The Final Agency Acknowledgement is technically a creation of administrative rule. The document is essentially provided in OAR 863-015-0200(12) because ORS 696.845 mandates that “[w]hen signing an offer to purchase, each buyer shall acknowledge the existing agency relationships, if any,” and “[w]hen a seller accepts or rejects an offer to purchase in writing, each seller shall acknowledge the existing agency relationships, if any.”
In essence, law requires that the Buyer offer have some sort of statement about who represents who, and requires the seller to “acknowledge” that same statement when they accept or reject the offer. The seller’s signature expressly does not constitute acceptance of the offer, but rather acceptance that the acknowledgement was received. In some instances, the Final Agency Acknowledgement is used as evidence of the agency relationship in subsequent court cases [see Neel v. Lee, 316 Or. App. 159 (2021); Halvorson v. Real Estate Agency, 290 Or. App. 756 (2018).
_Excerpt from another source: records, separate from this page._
//! Purchase order and modification operations.

use chrono::Utc;
use serde::Serialize;
use uuid::Uuid;

use super::{
    Change, ChangeSet, Outcome, ProcurementService, TransitionRequest, TransitionView, WorkflowStore,
    found, names, parse_target, view,
};
use crate::bid::Bid;
use crate::error::WorkflowError;
use crate::machine::{Actor, ActorRole, EntityKind, StatusHistoryEntry};
use crate::negotiation::{Negotiation, NegotiationMessage};
use crate::numbering::DocumentKind;
use crate::purchase_order::{
    Derivation, DerivedPurchaseOrder, ModifiableField, ModificationChange, ModificationInput,
    ModificationLedger, PurchaseOrder, PurchaseOrderChange, PurchaseOrderModification,
    PurchaseOrderStatus, PurchaseOrderWorkflow,
};
use crate::rfq::{Rfq, RfqWorkflow};

/// Result of deriving a purchase order.
#[derive(Debug, Clone, Serialize)]
pub struct PurchaseOrderCreation {
    /// The order with what the caller may do next.
    #[serde(flatten)]
    pub outcome: Outcome<PurchaseOrder>,
    /// False when an order already existed for the bid.
    pub created: bool,
}

impl<S: WorkflowStore> ProcurementService<S> {
    async fn load_purchase_order(&self, id: Uuid) -> Result<PurchaseOrder, WorkflowError> {
        found(
            EntityKind::PurchaseOrder,
            id,
            self.store.find_purchase_order(id).await?,
        )
    }

    fn purchase_order_outcome(
        po: PurchaseOrder,
        actor: &Actor,
        message: String,
    ) -> Outcome<PurchaseOrder> {
        Outcome {
            available_transitions: names(PurchaseOrderWorkflow::available_transitions(&po, actor)),
            entity: po,
            message,
        }
    }

    /// Returns the bid's existing order, linking the bid's negotiation to it
    /// if that was never recorded.
    async fn existing_order(
        &self,
        po: PurchaseOrder,
        actor: &Actor,
    ) -> Result<PurchaseOrderCreation, WorkflowError> {
        let unlinked = self
            .store
            .find_negotiation_by_bid(po.bid_id)
            .await?
            .and_then(|n| PurchaseOrderWorkflow::link_negotiation(&n, po.id));
        if let Some(negotiation) = unlinked {
            let mut changes = ChangeSet::default();
            changes.update_negotiation(negotiation);
            match self.commit(changes, Vec::new()).await {
                // A concurrent caller linked it first.
                Ok(()) | Err(WorkflowError::Conflict(_)) => {}
                Err(e) => return Err(e),
            }
            tracing::info!(
                purchase_order_id = %po.id,
                bid_id = %po.bid_id,
                "negotiation linked to existing purchase order"
            );
        }

        let message = format!("Purchase order {} already exists", po.po_number);
        Ok(PurchaseOrderCreation {
            outcome: Self::purchase_order_outcome(po, actor, message),
            created: false,
        })
    }

    /// Issues a purchase order from an awarded bid. Idempotent per bid.
    ///
    /// # Errors
    ///
    /// - `Unauthorized` unless the actor is a buyer of the RFQ owner.
    /// - `PreconditionFailed` unless the bid is awarded.
    pub async fn create_purchase_order_from_bid(
        &self,
        bid_id: Uuid,
        actor: &Actor,
    ) -> Result<PurchaseOrderCreation, WorkflowError> {
        let bid = self.load_bid(bid_id).await?;
        let rfq = self.load_rfq(bid.rfq_id).await?;
        RfqWorkflow::ensure_owner(&rfq, actor)?;
        if let Some(existing) = self.store.find_purchase_order_by_bid(bid.id).await? {
            return self.existing_order(existing, actor).await;
        }
        PurchaseOrderWorkflow::ensure_bid_accepting(&bid)?;
        let negotiation = self.store.find_negotiation_by_bid(bid.id).await?;

        self.issue_purchase_order(&bid, &rfq, negotiation.as_ref(), None, actor)
            .await
    }

    /// Issues a purchase order from a negotiation closed on an accepted
    /// offer. Idempotent per bid.
    ///
    /// # Errors
    ///
    /// - `Unauthorized` unless the actor is a buyer of the RFQ owner.
    /// - `PreconditionFailed` unless the negotiation closed on an accepted
    ///   offer.
    pub async fn create_purchase_order_from_negotiation(
        &self,
        negotiation_id: Uuid,
        actor: &Actor,
    ) -> Result<PurchaseOrderCreation, WorkflowError> {
        let negotiation = self.load_negotiation(negotiation_id).await?;
        let bid = self.load_bid(negotiation.bid_id).await?;
        let rfq = self.load_rfq(bid.rfq_id).await?;
        RfqWorkflow::ensure_owner(&rfq, actor)?;
        if let Some(existing) = self.store.find_purchase_order_by_bid(bid.id).await? {
            return self.existing_order(existing, actor).await;
        }
        let offer_id = PurchaseOrderWorkflow::ensure_negotiation_accepting(&negotiation)?;
        let offer = found(
            EntityKind::NegotiationMessage,
            offer_id,
            self.store.find_message(offer_id).await?,
        )?;

        self.issue_purchase_order(&bid, &rfq, Some(&negotiation), Some(&offer), actor)
            .await
    }

    async fn issue_purchase_order(
        &self,
        bid: &Bid,
        rfq: &Rfq,
        negotiation: Option<&Negotiation>,
        accepted_offer: Option<&NegotiationMessage>,
        actor: &Actor,
    ) -> Result<PurchaseOrderCreation, WorkflowError> {
        let now = Utc::now();
        let po_number = self.next_number(DocumentKind::PurchaseOrder, now).await?;
        let DerivedPurchaseOrder {
            purchase_order,
            history,
            negotiation,
            events,
        } = PurchaseOrderWorkflow::derive(
            Derivation {
                bid,
                rfq,
                negotiation,
                accepted_offer,
            },
            actor,
            po_number,
            &self.policy,
            now,
        )?;

        let mut changes = ChangeSet::default();
        changes
            .purchase_orders
            .push(Change::Insert(purchase_order.clone()));
        changes.history.push(history);
        if let Some(negotiation) = negotiation {
            changes.update_negotiation(negotiation);
        }

        match self.commit(changes, events).await {
            Ok(()) => {}
            Err(WorkflowError::Conflict(reason)) => {
                // Lost the race on the bid's unique order.
                return match self.store.find_purchase_order_by_bid(bid.id).await? {
                    Some(existing) => self.existing_order(existing, actor).await,
                    None => Err(WorkflowError::Conflict(reason)),
                };
            }
            Err(e) => return Err(e),
        }

        tracing::info!(
            purchase_order_id = %purchase_order.id,
            po_number = %purchase_order.po_number,
            bid_id = %bid.id,
            status = %purchase_order.status,
            "purchase order created"
        );
        let message = format!("Purchase order {} created", purchase_order.po_number);
        Ok(PurchaseOrderCreation {
            outcome: Self::purchase_order_outcome(purchase_order, actor, message),
            created: true,
        })
    }

    /// Loads a purchase order the actor may see.
    ///
    /// # Errors
    ///
    /// `NotFound` or `Unauthorized`.
    pub async fn get_purchase_order(
        &self,
        id: Uuid,
        actor: &Actor,
    ) -> Result<Outcome<PurchaseOrder>, WorkflowError> {
        let po = self.load_purchase_order(id).await?;
        PurchaseOrderWorkflow::ensure_visible(&po, actor)?;
        let po = Self::redact(po, actor);
        let message = format!("Purchase order {} is {}", po.po_number, po.status);
        Ok(Self::purchase_order_outcome(po, actor, message))
    }

    /// Current order status and the statuses the actor may move it to.
    ///
    /// # Errors
    ///
    /// `NotFound` or `Unauthorized`.
    pub async fn purchase_order_transitions(
        &self,
        id: Uuid,
        actor: &Actor,
    ) -> Result<TransitionView, WorkflowError> {
        let po = self.load_purchase_order(id).await?;
        PurchaseOrderWorkflow::ensure_visible(&po, actor)?;
        Ok(view(po.status, PurchaseOrderWorkflow::available_transitions(&po, actor)))
    }

    /// Moves a purchase order to another status.
    ///
    /// # Errors
    ///
    /// Any [`WorkflowError`] from the purchase order workflow; `Conflict`
    /// on a concurrent write.
    pub async fn transition_purchase_order(
        &self,
        id: Uuid,
        request: TransitionRequest,
        actor: &Actor,
    ) -> Result<Outcome<PurchaseOrder>, WorkflowError> {
        let target: PurchaseOrderStatus = parse_target(&request.target_status)?;
        let po = self.load_purchase_order(id).await?;
        let now = Utc::now();

        let PurchaseOrderChange {
            purchase_order,
            transition,
            events,
        } = if request.force {
            PurchaseOrderWorkflow::force_transition(&po, target, actor, &request.metadata, now)?
        } else {
            PurchaseOrderWorkflow::transition(&po, target, actor, &request.metadata, now)?
        };

        let mut changes = ChangeSet::default();
        changes.history.push(transition.clone().into_history(po.id));
        let updated = changes.update_purchase_order(purchase_order);
        self.commit(changes, events).await?;

        tracing::info!(
            purchase_order_id = %updated.id,
            from = %transition.from,
            to = %transition.to,
            forced = transition.forced,
            "purchase order transitioned"
        );
        let updated = Self::redact(updated, actor);
        let message = format!("Purchase order {} moved to {}", updated.po_number, updated.status);
        Ok(Self::purchase_order_outcome(updated, actor, message))
    }

    /// Status history of a purchase order, oldest first.
    ///
    /// # Errors
    ///
    /// `NotFound` or `Unauthorized`.
    pub async fn purchase_order_history(
        &self,
        id: Uuid,
        actor: &Actor,
    ) -> Result<Vec<StatusHistoryEntry>, WorkflowError> {
        let po = self.load_purchase_order(id).await?;
        PurchaseOrderWorkflow::ensure_visible(&po, actor)?;
        self.store.list_history(EntityKind::PurchaseOrder, po.id).await
    }

    /// Modifications of a purchase order. Suppliers do not see changes to
    /// internal notes.
    ///
    /// # Errors
    ///
    /// `NotFound` or `Unauthorized`.
    pub async fn list_modifications(
        &self,
        id: Uuid,
        actor: &Actor,
    ) -> Result<Vec<PurchaseOrderModification>, WorkflowError> {
        let po = self.load_purchase_order(id).await?;
        PurchaseOrderWorkflow::ensure_visible(&po, actor)?;
        let rows = self.store.list_modifications(po.id).await?;
        Ok(rows
            .into_iter()
            .filter(|m| actor.role != ActorRole::Supplier || m.field != ModifiableField::InternalNotes)
            .collect())
    }

    /// Records a field change request. Draft orders apply it at once.
    ///
    /// # Errors
    ///
    /// See [`ModificationLedger::record`].
    pub async fn request_modification(
        &self,
        id: Uuid,
        input: ModificationInput,
        actor: &Actor,
    ) -> Result<PurchaseOrderModification, WorkflowError> {
        let po = self.load_purchase_order(id).await?;
        PurchaseOrderWorkflow::ensure_visible(&po, actor)?;
        let ModificationChange {
            purchase_order,
            modification,
            events,
        } = ModificationLedger::record(&po, &input, actor, Utc::now())?;

        let mut changes = ChangeSet::default();
        changes
            .modifications
            .push(Change::Insert(modification.clone()));
        if let Some(updated) = purchase_order {
            changes.update_purchase_order(updated);
        }
        self.commit(changes, events).await?;

        tracing::info!(
            purchase_order_id = %po.id,
            modification_id = %modification.id,
            field = %modification.field,
            status = modification.status.as_str(),
            "modification recorded"
        );
        Ok(modification)
    }

    /// Applies a pending modification.
    ///
    /// # Errors
    ///
    /// See [`ModificationLedger::approve`].
    pub async fn approve_modification(
        &self,
        id: Uuid,
        modification_id: Uuid,
        notes: Option<String>,
        actor: &Actor,
    ) -> Result<PurchaseOrderModification, WorkflowError> {
        self.review_modification(id, modification_id, notes, true, actor)
            .await
    }

    /// Discards a pending modification.
    ///
    /// # Errors
    ///
    /// See [`ModificationLedger::reject`].
    pub async fn reject_modification(
        &self,
        id: Uuid,
        modification_id: Uuid,
        notes: Option<String>,
        actor: &Actor,
    ) -> Result<PurchaseOrderModification, WorkflowError> {
        self.review_modification(id, modification_id, notes, false, actor)
            .await
    }

    async fn review_modification(
        &self,
        id: Uuid,
        modification_id: Uuid,
        notes: Option<String>,
        approve: bool,
        actor: &Actor,
    ) -> Result<PurchaseOrderModification, WorkflowError> {
        let po = self.load_purchase_order(id).await?;
        let modification = found(
            EntityKind::PurchaseOrderModification,
            modification_id,
            self.store.find_modification(modification_id).await?,
        )?;
        let now = Utc::now();
        let ModificationChange {
            purchase_order,
            modification,
            events,
        } = if approve {
            ModificationLedger::approve(&po, &modification, notes.as_deref(), actor, now)?
        } else {
            ModificationLedger::reject(&po, &modification, notes.as_deref(), actor, now)?
        };

        let mut changes = ChangeSet::default();
        let modification = changes.update_modification(modification);
        if let Some(updated) = purchase_order {
            changes.update_purchase_order(updated);
        }
        self.commit(changes, events).await?;

        tracing::info!(
            purchase_order_id = %po.id,
            modification_id = %modification.id,
            status = modification.status.as_str(),
            "modification reviewed"
        );
        Ok(modification)
    }

    fn redact(mut po: PurchaseOrder, actor: &Actor) -> PurchaseOrder {
        if actor.role == ActorRole::Supplier {
            po.internal_notes = None;
        }
        po
    }
}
The statute further makes it more than just a Buyer or Seller obligation, as ORS 696.845 states, “[a]n agent to the real property transaction shall obtain the signatures of the buyers and the sellers to the acknowledgement.” Interestingly, the law imposes no penalty under ORS 696.990 or ORS 696.995 on a Buyer or Seller who fails to complete the final agency acknowledgement [neither statute allows it to be applied to a violation of ORS 696.845]. Nonetheless, failure to get the final agency acknowledgement signed is a potential ground for discipline against the agent under ORS 696.301(3) [ORS 696.301(3) specifically allows a penalty when an agent disregards or violates “696.800 to 696.870”]. In effect, it’s a legal obligation of the Seller, Buyer, and Agent, but only the Agent can be punished for failing to meet that obligation.